START Given records
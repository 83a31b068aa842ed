use serde_json::json;

use super::*;

fn trip_2019() -> serde_json::Value {
    json!({
        "articles": [{
            "permalink": "trip-2019",
            "body": [
                {"type": "image", "content": [{"id": "img1", "responsive_url": "img.test/j1.jpg"}]},
                {"type": "video", "content": [{"id": "vid1", "video_url": "vid.test/j1.mp4"}]},
                {"type": "text", "content": "Day one."}
            ]
        }]
    })
}

fn journal_source(doc: serde_json::Value) -> FakeSource {
    FakeSource::new()
        .with_document(JOURNAL_URL, doc)
        .with_media("http://img.test/j1.jpg", b"jpeg")
        .with_media("http://vid.test/j1.mp4", b"mp4")
}

#[tokio::test]
async fn trip_2019_article_is_mirrored_into_its_directory() {
    let dir = tempfile::tempdir().unwrap();
    let downloader = downloader(
        dir.path(),
        Arc::new(journal_source(trip_2019())),
        DedupLedger::disabled(),
    );
    let mut events = downloader.subscribe();

    let report = downloader.download_journal(&alice()).await.unwrap();

    assert_eq!(report.downloaded, 3);
    assert!(report.is_complete());

    let article = dir.path().join("alice").join("journal").join("trip-2019");
    let text_name = format!("{}.txt", ItemId::from_text("trip-2019", "Day one."));
    let mut expected = vec!["img1.jpg".to_string(), "vid1.mp4".to_string(), text_name.clone()];
    expected.sort();
    assert_eq!(file_names(&article), expected);
    assert_eq!(std::fs::read_to_string(article.join(text_name)).unwrap(), "Day one.");
    assert_eq!(std::fs::read(article.join("vid1.mp4")).unwrap(), b"mp4");

    let total = drain_events(&mut events).into_iter().find_map(|event| match event {
        Event::HarvestComplete { queued, .. } => Some(queued),
        _ => None,
    });
    assert_eq!(total, Some(3));
}

#[tokio::test]
async fn journal_rerun_with_ledger_queues_nothing() {
    let dir = tempfile::tempdir().unwrap();
    let source = Arc::new(journal_source(trip_2019()));
    let ledger = DedupLedger::new();
    let downloader = downloader(dir.path(), source.clone(), ledger.clone());

    downloader.download_journal(&alice()).await.unwrap();
    let second = downloader.download_journal(&alice()).await.unwrap();

    assert_eq!(second.downloaded, 0);
    assert_eq!(second.skipped, 3);
    assert_eq!(source.total_media_hits(), 2);
    assert_eq!(ledger.len("alice", Category::Journal), 3);
    assert!(ledger.seen("alice", Category::Journal, &ItemId::from("img1")));
}

#[tokio::test]
async fn article_directory_is_only_created_when_it_has_items() {
    let dir = tempfile::tempdir().unwrap();
    let doc = json!({
        "articles": [
            {"permalink": "empty-one", "body": [{"type": "divider"}]},
            {"permalink": "no-body"}
        ]
    });
    let downloader = downloader(dir.path(), Arc::new(journal_source(doc)), DedupLedger::disabled());

    let report = downloader.download_journal(&alice()).await.unwrap();

    assert_eq!(report, CategoryReport::default());
    assert!(file_names(&dir.path().join("alice").join("journal")).is_empty());
}

#[tokio::test]
async fn unsafe_permalink_and_bad_blocks_are_malformed() {
    let dir = tempfile::tempdir().unwrap();
    let doc = json!({
        "articles": [
            {"permalink": "../outside", "body": [{"type": "text", "content": "escape"}]},
            {"permalink": "fine", "body": [
                {"type": "image", "content": []},
                {"type": "text", "content": "kept"}
            ]},
            {"body": []}
        ]
    });
    let downloader = downloader(dir.path(), Arc::new(journal_source(doc)), DedupLedger::disabled());

    let report = downloader.download_journal(&alice()).await.unwrap();

    assert_eq!(report.downloaded, 1);
    assert_eq!(report.malformed, 3);
    assert!(!dir.path().join("alice").join("outside").exists());
    assert_eq!(
        file_names(&dir.path().join("alice").join("journal")),
        ["fine"]
    );
}

#[tokio::test]
async fn journal_listing_failure_aborts_the_category() {
    let dir = tempfile::tempdir().unwrap();
    let downloader = downloader(dir.path(), Arc::new(FakeSource::new()), DedupLedger::disabled());

    let result = downloader.download_journal(&alice()).await;

    assert!(matches!(result, Err(Error::Http { status: 404, .. })));
}

#[tokio::test]
async fn failing_journal_media_stays_in_its_article() {
    let dir = tempfile::tempdir().unwrap();
    let doc = json!({
        "articles": [
            {"permalink": "a", "body": [
                {"type": "image", "content": [{"id": "broken", "responsive_url": "img.test/broken.jpg"}]}
            ]},
            {"permalink": "b", "body": [
                {"type": "image", "content": [{"id": "img1", "responsive_url": "img.test/j1.jpg"}]}
            ]}
        ]
    });
    let source = journal_source(doc).failing_media("http://img.test/broken.jpg");
    let downloader = downloader(dir.path(), Arc::new(source), DedupLedger::disabled());

    let report = downloader.download_journal(&alice()).await.unwrap();

    assert_eq!(report.failed, vec![ItemId::from("broken")]);
    assert_eq!(report.downloaded, 1);
    assert!(dir.path().join("alice/journal/b/img1.jpg").exists());
}

#[tokio::test]
async fn repeated_media_in_an_article_is_fetched_once() {
    let dir = tempfile::tempdir().unwrap();
    let block = json!({"type": "video", "content": [{"id": "v1", "video_url": "vid.test/j1.mp4"}]});
    let doc = json!({"articles": [{"permalink": "trip-2019", "body": [block.clone(), block]}]});
    let source = Arc::new(journal_source(doc));
    let downloader = downloader(dir.path(), source.clone(), DedupLedger::disabled());

    let report = downloader.download_journal(&alice()).await.unwrap();

    assert_eq!(report.downloaded, 1);
    assert_eq!(report.skipped, 1);
    assert!(report.failed.is_empty());
    assert_eq!(source.media_hits("http://vid.test/j1.mp4"), 1);
    assert_eq!(
        file_names(&dir.path().join("alice/journal/trip-2019")),
        ["v1.mp4"]
    );
}

#[tokio::test]
async fn same_text_in_two_articles_is_written_to_both_with_a_ledger() {
    let dir = tempfile::tempdir().unwrap();
    let text = json!({"type": "text", "content": "See you soon."});
    let doc = json!({"articles": [
        {"permalink": "trip-2019", "body": [text.clone()]},
        {"permalink": "trip-2020", "body": [text]}
    ]});
    let ledger = DedupLedger::new();
    let downloader = downloader(dir.path(), Arc::new(journal_source(doc)), ledger.clone());

    let report = downloader.download_journal(&alice()).await.unwrap();

    assert_eq!(report.downloaded, 2);
    assert_eq!(ledger.len("alice", Category::Journal), 2);
    for permalink in ["trip-2019", "trip-2020"] {
        let article = dir.path().join("alice/journal").join(permalink);
        let name = format!("{}.txt", ItemId::from_text(permalink, "See you soon."));
        assert_eq!(std::fs::read_to_string(article.join(name)).unwrap(), "See you soon.");
    }
}
//! Error types for vsco-dl
//!
//! This module provides error handling for the library, including:
//! - A single [`Error`] enum covering network, response-shape, filesystem and setup failures
//! - An [`ErrorKind`] classification matching how the pipelines isolate failures
//!   (per page, per item, or for the whole category run)

use std::path::PathBuf;
use thiserror::Error;

/// Result type alias for vsco-dl operations
pub type Result<T> = std::result::Result<T, Error>;

/// Main error type for vsco-dl
///
/// Each variant carries enough context to log the failure and retry it later.
#[derive(Debug, Error)]
pub enum Error {
    /// Configuration error with context about which setting is invalid
    #[error("configuration error: {message}")]
    Config {
        /// Human-readable error message describing the configuration issue
        message: String,
        /// The configuration key that caused the error (e.g., "harvest.workers")
        key: Option<String>,
    },

    /// Network error (connect, timeout, body read)
    #[error("network error: {0}")]
    Network(#[from] reqwest::Error),

    /// Remote answered with a non-success HTTP status
    #[error("HTTP {status} from {url}")]
    Http {
        /// Status code returned by the server
        status: u16,
        /// URL that was requested
        url: String,
    },

    /// JSON response is missing fields or has the wrong shape
    #[error("malformed response from {context}: {message}")]
    MalformedResponse {
        /// Where the response came from (endpoint, article permalink, ...)
        context: String,
        /// What was wrong with it
        message: String,
    },

    /// I/O error without a useful path attached
    #[error("I/O error: {0}")]
    Io(#[from] std::io::Error),

    /// Filesystem operation on a specific path failed
    #[error("filesystem error at {path}: {source}")]
    Filesystem {
        /// Path being created, written or renamed
        path: PathBuf,
        /// Underlying I/O error
        #[source]
        source: std::io::Error,
    },

    /// Serialization error
    #[error("serialization error: {0}")]
    Serialization(#[from] serde_json::Error),

    /// Invalid URL
    #[error("invalid URL: {0}")]
    InvalidUrl(#[from] url::ParseError),

    /// Run was cancelled before this unit of work started
    #[error("cancelled")]
    Cancelled,

    /// Other error
    #[error("{0}")]
    Other(String),
}

/// Coarse failure classes used by the pipelines to decide how far an error propagates
#[derive(Clone, Copy, Debug, PartialEq, Eq)]
pub enum ErrorKind {
    /// Network or HTTP failure; retryable and isolated to its stripe or item
    TransientFetch,
    /// Response lacked expected fields; fatal for that page or item only
    MalformedResponse,
    /// Directory creation or file write failed; fatal for that item
    Filesystem,
    /// Invalid configuration, cancellation or anything else that stops the run
    Setup,
}

impl Error {
    /// Build a [`Error::MalformedResponse`]
    pub fn malformed(context: impl Into<String>, message: impl Into<String>) -> Self {
        Error::MalformedResponse {
            context: context.into(),
            message: message.into(),
        }
    }

    /// Build a [`Error::Filesystem`] for `path`
    pub fn filesystem(path: impl Into<PathBuf>, source: std::io::Error) -> Self {
        Error::Filesystem {
            path: path.into(),
            source,
        }
    }

    /// Build a [`Error::Config`] naming the offending key
    pub fn config(key: &str, message: impl Into<String>) -> Self {
        Error::Config {
            message: message.into(),
            key: Some(key.to_string()),
        }
    }

    /// Classify this error into the failure taxonomy
    pub fn kind(&self) -> ErrorKind {
        match self {
            Error::Network(_) | Error::Http { .. } => ErrorKind::TransientFetch,
            Error::MalformedResponse { .. } | Error::Serialization(_) => {
                ErrorKind::MalformedResponse
            }
            Error::Io(_) | Error::Filesystem { .. } => ErrorKind::Filesystem,
            Error::Config { .. } | Error::InvalidUrl(_) | Error::Cancelled | Error::Other(_) => {
                ErrorKind::Setup
            }
        }
    }

    /// Whether this error came from the cancellation token rather than a real failure
    pub fn is_cancelled(&self) -> bool {
        matches!(self, Error::Cancelled)
    }
}
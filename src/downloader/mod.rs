//! Category pipelines, split into focused submodules.
//!
//! The `VscoDownloader` struct and its methods are organized by category:
//! - [`media`] - Account posts and the reposted collection (striped harvest + pool)
//! - [`journal`] - Two-phase journal listing and per-article downloads
//! - [`profile`] - Current profile picture
//! - [`run_all`] - Every category of one account, each isolated from the others

mod journal;
mod media;
mod profile;
mod run_all;

// unwrap/expect are acceptable in tests for concise failure-on-error assertions
#[allow(clippy::unwrap_used, clippy::expect_used)]
#[cfg(test)]
mod tests;

use std::path::PathBuf;
use std::sync::Arc;

use tokio::sync::broadcast;
use tokio_util::sync::CancellationToken;

use crate::client::{ApiClient, Endpoints, RemoteSource};
use crate::config::Config;
use crate::context::RunContext;
use crate::error::{Error, Result};
use crate::ledger::DedupLedger;
use crate::types::{Account, Category, CategoryReport, Event};
use crate::utils::safe_path_component;

/// Mirrors accounts to disk (cloneable - all fields are shared)
#[derive(Clone)]
pub struct VscoDownloader {
    /// Configuration (wrapped in Arc for sharing across tasks)
    pub(crate) config: Arc<Config>,
    /// Authenticated session used for listings and media
    pub(crate) source: Arc<dyn RemoteSource>,
    /// Cross-run dedup ledger shared by every pipeline
    pub(crate) ledger: DedupLedger,
    /// Event broadcast channel sender (multiple subscribers supported)
    pub(crate) event_tx: broadcast::Sender<Event>,
    /// Stops every pipeline at its next page or item boundary
    pub(crate) cancel: CancellationToken,
}

impl VscoDownloader {
    /// Create a downloader talking to the configured API over HTTP
    ///
    /// Fails if the configuration does not validate or the HTTP client cannot be built.
    pub fn new(config: Config, ledger: DedupLedger) -> Result<Self> {
        config.validate()?;
        let source = ApiClient::new(&config)?.into_source();
        Ok(Self::with_source(config, source, ledger))
    }

    /// Create a downloader over any [`RemoteSource`], e.g. a client carrying session cookies
    pub fn with_source(config: Config, source: Arc<dyn RemoteSource>, ledger: DedupLedger) -> Self {
        // Buffer enough events that a slow progress consumer does not lag on a full page
        let (event_tx, _rx) = broadcast::channel(1000);
        Self {
            config: Arc::new(config),
            source,
            ledger,
            event_tx,
            cancel: CancellationToken::new(),
        }
    }

    /// Subscribe to progress events
    ///
    /// Each subscriber gets every event sent after it subscribed.
    pub fn subscribe(&self) -> broadcast::Receiver<Event> {
        self.event_tx.subscribe()
    }

    /// Stop all running pipelines at their next page or item boundary
    ///
    /// Work already in flight finishes; reports count untouched items as cancelled.
    pub fn cancel(&self) {
        tracing::info!("Cancelling downloads");
        self.cancel.cancel();
    }

    /// Token cancelled by [`cancel`](Self::cancel), for wiring to signal handlers
    pub fn cancellation_token(&self) -> CancellationToken {
        self.cancel.clone()
    }

    /// The dedup ledger shared by all pipelines
    pub fn ledger(&self) -> &DedupLedger {
        &self.ledger
    }

    /// Current configuration
    pub fn config(&self) -> &Config {
        &self.config
    }

    /// `{download_dir}/{username}`
    ///
    /// The username becomes a directory name, so anything that is not a single
    /// plain path component is rejected.
    pub fn account_root(&self, account: &Account) -> Result<PathBuf> {
        let name = safe_path_component(&account.username).ok_or_else(|| Error::Config {
            message: format!("username {:?} is not usable as a directory name", account.username),
            key: Some("username".to_string()),
        })?;
        Ok(self.config.download_dir().join(name))
    }

    /// Destination directory of `category` for `account`
    pub fn category_dir(&self, account: &Account, category: Category) -> Result<PathBuf> {
        let root = self.account_root(account)?;
        Ok(match category.subdir() {
            Some(subdir) => root.join(subdir),
            None => root,
        })
    }

    /// Run one category pipeline for `account`
    pub async fn download(&self, account: &Account, category: Category) -> Result<CategoryReport> {
        match category {
            Category::Images => self.download_images(account).await,
            Category::Collection => self.download_collection(account).await,
            Category::Journal => self.download_journal(account).await,
            Category::Profile => self.download_profile(account).await,
        }
    }

    pub(crate) fn endpoints(&self, account: &Account) -> Endpoints {
        Endpoints::new(&self.config.api.base_url, account)
    }

    /// Per-run context; also makes sure the account has a ledger entry
    pub(crate) fn context(&self, account: &Account, category: Category) -> RunContext {
        self.ledger.open_account(&account.username);
        RunContext {
            source: Arc::clone(&self.source),
            ledger: self.ledger.clone(),
            retry: self.config.retry.clone(),
            cancel: self.cancel.clone(),
            event_tx: self.event_tx.clone(),
            account: account.username.clone(),
            category,
        }
    }

    /// Log and announce a finished category
    pub(crate) fn finish(&self, ctx: &RunContext, report: CategoryReport) -> CategoryReport {
        if report.is_complete() {
            tracing::info!(
                account = %ctx.account,
                category = %ctx.category,
                downloaded = report.downloaded,
                skipped = report.skipped,
                "Category complete"
            );
        } else {
            tracing::warn!(
                account = %ctx.account,
                category = %ctx.category,
                downloaded = report.downloaded,
                skipped = report.skipped,
                failed = report.failed.len(),
                cancelled = report.cancelled,
                malformed = report.malformed,
                failed_stripes = report.stripe_failures.len(),
                "Category finished with gaps"
            );
        }
        ctx.emit(Event::CategoryComplete {
            account: ctx.account.clone(),
            category: ctx.category,
            report: report.clone(),
        });
        report
    }
}
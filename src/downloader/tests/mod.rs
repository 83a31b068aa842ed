use std::path::Path;
use std::sync::Arc;

use super::*;
use crate::test_helpers::{FakeSource, drain_events, media_records, no_retry};
use crate::types::ItemId;

mod journal;
mod profile;

const BASE: &str = "http://api.test";
const MEDIA_URL: &str = "http://api.test/medias";
const COLLECTION_URL: &str = "http://api.test/collections/c0ffee/medias";
const JOURNAL_URL: &str = "http://api.test/articles";
const PROFILE_URL: &str = "http://api.test/sites/123";

fn alice() -> Account {
    Account::new("alice", "123", Some("c0ffee".to_string()))
}

/// Downloader over `source`, mirroring into `dir`, with small pages and no retry delay
fn downloader(dir: &Path, source: Arc<FakeSource>, ledger: DedupLedger) -> VscoDownloader {
    let mut config = Config::default();
    config.api.base_url = BASE.to_string();
    config.download.download_dir = dir.to_path_buf();
    config.harvest.page_size = 10;
    config.retry = no_retry();
    VscoDownloader::with_source(config, source, ledger)
}

/// Serve a body for every image of [`media_records`]`(count)`
fn serve_images(mut source: FakeSource, count: usize) -> FakeSource {
    for i in 1..=count {
        source = source.with_media(
            &format!("http://img.test/{}.jpg", i * 1000),
            format!("image {i}").as_bytes(),
        );
    }
    source
}

fn file_names(dir: &Path) -> Vec<String> {
    let mut names: Vec<String> = std::fs::read_dir(dir)
        .unwrap()
        .map(|entry| entry.unwrap().file_name().to_string_lossy().into_owned())
        .collect();
    names.sort();
    names
}
//! Bounded retries for listing pages and media streams
//!
//! [`fetch_with_retry`] re-runs a request while it keeps failing with a transient
//! error (timeouts, refused connections, HTTP 5xx/408/429). The pause between
//! requests starts at `initial_delay`, is multiplied by `backoff_multiplier` after
//! each retry and is capped at `max_delay`; with `jitter` on, each pause is
//! stretched by a random factor in `[1, 2]` so parallel stripes do not hit the
//! API in lockstep. A cancelled run stops waiting immediately.
//!
//! # Example
//!
//! ```no_run
//! use vsco_dl::config::RetryConfig;
//! use vsco_dl::retry::fetch_with_retry;
//! use vsco_dl::{ApiClient, Config, RemoteSource};
//! use tokio_util::sync::CancellationToken;
//!
//! # async fn example() -> vsco_dl::Result<()> {
//! let config = Config::default();
//! let client = ApiClient::new(&config)?;
//! let cancel = CancellationToken::new();
//! let query = [("site_id", "123".to_string()), ("page", "1".to_string())];
//!
//! let page = fetch_with_retry(&config.retry, &cancel, || {
//!     client.fetch_json("http://vsco.co/api/2.0/medias", &query)
//! })
//! .await?;
//! println!("{page}");
//! # Ok(())
//! # }
//! ```

use std::future::Future;
use std::time::Duration;

use rand::Rng;
use tokio_util::sync::CancellationToken;

use crate::config::RetryConfig;
use crate::error::Error;

/// Whether a failed request is worth repeating
pub trait IsRetryable {
    /// `true` for failures that may clear up on their own (timeouts, overloaded server)
    fn is_retryable(&self) -> bool;
}

impl IsRetryable for Error {
    fn is_retryable(&self) -> bool {
        match self {
            Error::Network(e) => e.is_timeout() || e.is_connect() || e.is_body(),
            Error::Http { status, .. } => *status >= 500 || *status == 408 || *status == 429,
            Error::Io(e) | Error::Filesystem { source: e, .. } => matches!(
                e.kind(),
                std::io::ErrorKind::TimedOut
                    | std::io::ErrorKind::ConnectionRefused
                    | std::io::ErrorKind::ConnectionReset
                    | std::io::ErrorKind::ConnectionAborted
                    | std::io::ErrorKind::NotConnected
                    | std::io::ErrorKind::BrokenPipe
                    | std::io::ErrorKind::Interrupted
                    | std::io::ErrorKind::UnexpectedEof
            ),
            Error::MalformedResponse { .. }
            | Error::Serialization(_)
            | Error::Config { .. }
            | Error::InvalidUrl(_)
            | Error::Cancelled
            | Error::Other(_) => false,
        }
    }
}

/// Pause schedule between successive requests
#[derive(Debug)]
struct Backoff {
    next: Duration,
    max: Duration,
    multiplier: f64,
    jitter: bool,
}

impl Backoff {
    fn new(config: &RetryConfig) -> Self {
        Self {
            next: config.initial_delay.min(config.max_delay),
            max: config.max_delay,
            multiplier: config.backoff_multiplier,
            jitter: config.jitter,
        }
    }

    /// The pause to take now; advances the schedule
    fn pause(&mut self) -> Duration {
        let current = self.next;
        // An unusable multiplier (negative, NaN, overflowing) pins the schedule at the cap
        self.next = Duration::try_from_secs_f64(current.as_secs_f64() * self.multiplier)
            .map_or(self.max, |grown| grown.min(self.max));
        if self.jitter {
            add_jitter(current)
        } else {
            current
        }
    }
}

/// Run `request` until it succeeds, fails permanently, or runs out of retries
///
/// `config.max_attempts` is the number of retries, so `request` is called at most
/// `max_attempts + 1` times. The error handed back is always the last one seen,
/// including when `cancel` fires during a pause.
pub async fn fetch_with_retry<F, Fut, T, E>(
    config: &RetryConfig,
    cancel: &CancellationToken,
    mut request: F,
) -> Result<T, E>
where
    F: FnMut() -> Fut,
    Fut: Future<Output = Result<T, E>>,
    E: IsRetryable + std::fmt::Display,
{
    let mut backoff = Backoff::new(config);
    let mut retries = 0;

    loop {
        let error = match request().await {
            Ok(value) => {
                if retries > 0 {
                    tracing::info!(retries, "Request succeeded after retrying");
                }
                return Ok(value);
            }
            Err(e) => e,
        };

        if !error.is_retryable() {
            tracing::debug!(error = %error, "Request failed permanently");
            return Err(error);
        }
        if retries >= config.max_attempts {
            tracing::warn!(error = %error, retries, "Request still failing, giving up");
            return Err(error);
        }

        retries += 1;
        let pause = backoff.pause();
        tracing::warn!(
            error = %error,
            retry = retries,
            max_retries = config.max_attempts,
            pause_ms = pause.as_millis(),
            "Request failed, retrying"
        );

        tokio::select! {
            _ = cancel.cancelled() => {
                tracing::debug!(error = %error, "Run cancelled during retry pause");
                return Err(error);
            }
            _ = tokio::time::sleep(pause) => {}
        }
    }
}

/// Stretch `delay` by a random factor in `[1, 2]`
fn add_jitter(delay: Duration) -> Duration {
    let factor: f64 = rand::thread_rng().gen_range(1.0..=2.0);
    delay.mul_f64(factor)
}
END Given records
» Problem statement
Find the string "boundary" in the listing and copy every line in which it occurs.

» Completed exercise
    /// Stops every pipeline at its next page or item boundary
    /// Stop all running pipelines at their next page or item boundary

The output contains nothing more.